The PACTS report shows the problem is more complex and needs a broader approach, combining improved enforcement, health measures and alternative transport provision. It identifies a number of “clear weaknesses”.

The study includes 30 in-depth interviews with drink drivers, showing the complex mental health and alcohol problems that some of them suffer. As a result, current arrangements are not enough to help them or to deter them from drink driving again. The Covid pandemic is likely to have worsened the risks as alcohol consumption, mental health pressures and traffic speeds have all increased, as other countries have reported increases in road deaths during lockdown periods, partly due to drink driving.

Drink drivers are also more likely to have a criminal record than the general driving population and according to Government data, reoffending is a major concern:

Since 2010,

  • 32,025 people committed a drink drive offence with a previous drink/drug drive offence on their record – 7% of those people who committed a drink/drug drive offence
  • 107,913 drink drive offences were committed by someone with a previous drink/drug driving offence on their record – 17% of drink/drug drive offences
  • Eight people were convicted of causing death by careless driving when unfit through drink/with alcohol level above the limit with a previous drink/drug offence on their record.
  • One driver was charged with driving or attempting to drive with alcohol level above the limit with 8 previous drink/drug drive offences on their record. One person committed the offence ‘driving or attempting to drive with drug level above the specified limit’ when they had 18 previous drink- and drug-driving offences.

 

The police are also increasingly detecting drivers who have combined drink and drugs, which can be dangerous at levels below the current breath test limit.

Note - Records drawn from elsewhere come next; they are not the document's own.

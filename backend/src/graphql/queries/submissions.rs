//! Submissions and reviews
//!
//! Holders of `VIEW_ALL_SUBMISSIONS` see everything in the course; other
//! members only see what they (or their group) handed in and its review.

use super::prelude::*;

#[derive(Default)]
pub struct SubmissionQueries;

/// Whether the caller may see every submission of the assignment's course
async fn sees_all_submissions(ctx: &Context<'_>, assignment: &AssignmentRecord) -> Result<bool> {
    if has_course_permission(ctx, &assignment.course_id, Permission::ViewAllSubmissions).await? {
        return Ok(true);
    }
    require_course_permission(ctx, &assignment.course_id, Permission::ViewCourse).await?;
    Ok(false)
}

async fn load_assignment(ctx: &Context<'_>, id: &str) -> Result<AssignmentRecord> {
    ctx.data_unchecked::<Database>()
        .assignments()
        .get(id)
        .await
        .map_err(internal)?
        .ok_or_else(|| not_found("Assignment", id))
}

/// Submissions of the assignment visible to the caller
async fn visible_submissions(
    ctx: &Context<'_>,
    assignment: &AssignmentRecord,
) -> Result<Vec<SubmissionRecord>> {
    let submissions = ctx.data_unchecked::<Database>().submissions();

    let records = if sees_all_submissions(ctx, assignment).await? {
        submissions.list_by_assignment(&assignment.id).await
    } else {
        let user = ctx.auth_user()?;
        submissions.list_for_user(&assignment.id, &user.user_id).await
    };

    records.map_err(internal)
}

#[Object]
impl SubmissionQueries {
    async fn submissions(
        &self,
        ctx: &Context<'_>,
        assignment_id: String,
    ) -> Result<Vec<Submission>> {
        ctx.auth_user()?;
        let assignment = load_assignment(ctx, &assignment_id).await?;
        let records = visible_submissions(ctx, &assignment).await?;
        Ok(records.into_iter().map(Submission::from).collect())
    }

    async fn submission(&self, ctx: &Context<'_>, id: String) -> Result<Option<Submission>> {
        ctx.auth_user()?;
        let db = ctx.data_unchecked::<Database>();

        let Some(record) = db.submissions().get(&id).await.map_err(internal)? else {
            return Ok(None);
        };
        let assignment = load_assignment(ctx, &record.assignment_id).await?;

        let visible = visible_submissions(ctx, &assignment).await?;
        if !visible.iter().any(|s| s.id == record.id) {
            return Err(forbidden("Submission belongs to another student"));
        }

        Ok(Some(Submission::from(record)))
    }

    async fn reviews(&self, ctx: &Context<'_>, assignment_id: String) -> Result<Vec<Review>> {
        ctx.auth_user()?;
        let db = ctx.data_unchecked::<Database>();
        let assignment = load_assignment(ctx, &assignment_id).await?;

        let records = db
            .reviews()
            .list_by_assignment(&assignment.id)
            .await
            .map_err(internal)?;

        if sees_all_submissions(ctx, &assignment).await? {
            return Ok(records.into_iter().map(Review::from).collect());
        }

        let own: Vec<String> = visible_submissions(ctx, &assignment)
            .await?
            .into_iter()
            .map(|s| s.id)
            .collect();

        Ok(records
            .into_iter()
            .filter(|r| own.contains(&r.submission_id))
            .map(Review::from)
            .collect())
    }

    async fn review(&self, ctx: &Context<'_>, id: String) -> Result<Option<Review>> {
        ctx.auth_user()?;
        let db = ctx.data_unchecked::<Database>();

        let Some(record) = db.reviews().get(&id).await.map_err(internal)? else {
            return Ok(None);
        };
        let submission = db
            .submissions()
            .get(&record.submission_id)
            .await
            .map_err(internal)?
            .ok_or_else(|| not_found("Submission", &record.submission_id))?;
        let assignment = load_assignment(ctx, &submission.assignment_id).await?;

        let visible = visible_submissions(ctx, &assignment).await?;
        if !visible.iter().any(|s| s.id == submission.id) {
            return Err(forbidden("Review belongs to another student"));
        }

        Ok(Some(Review::from(record)))
    }
}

The PACTS report makes a number of recommendations, including a lower breath test limit in England Wales. The key recommendations are:

  • mandatory breath testing powers for the police and the reduction in enforcement levels to be reversed
  • increased penalties for drivers who combine drink and drugs
  • specialist rehabilitation courses for those with mental health and alcohol problems
  • a lower breath test limit for England and Wales
  • reforming the High Risk Offender Scheme
  • that the Government pays more attention to drink driving in alcohol harm and night-time economy policies

Commenting on the report, David Davies, Executive Director of PACTS, said:

“After 10 years of declining levels of enforcement and social media campaigns aimed at young men, it is time for a new, more comprehensive approach to reducing the toll of drink drive deaths and injuries.
Drink driving is often cited as a road safety success story, yet it remains a major killer and progress has ground to a halt since 2010. Not only is better enforcement important but also the problems of mental health and alcohol dependency need to be recognised.
The problem is not a simple one of law enforcement. It requires a more comprehensive approach. The legal limit should be reduced in England and Wales, police should be given additional powers to test drivers, the High Risk Offender Scheme should be reformed, rehabilitation courses should be designed for those with mental health and alcohol problems, and the growing danger of combining drink and drugs driving needs to be addressed.
Scotland introduced a reduced drink drive limit in 2014, in line with most other countries in Europe. It has been accepted by the public; it has not significantly impacted pubs and restaurants or overloaded the police or the courts. Northern Ireland plans to go further, with a zero limit for novice and professional drivers.
A lower limit is not a magic bullet but government polices to reduce drink driving will lack credibility as long as they avoid this change.”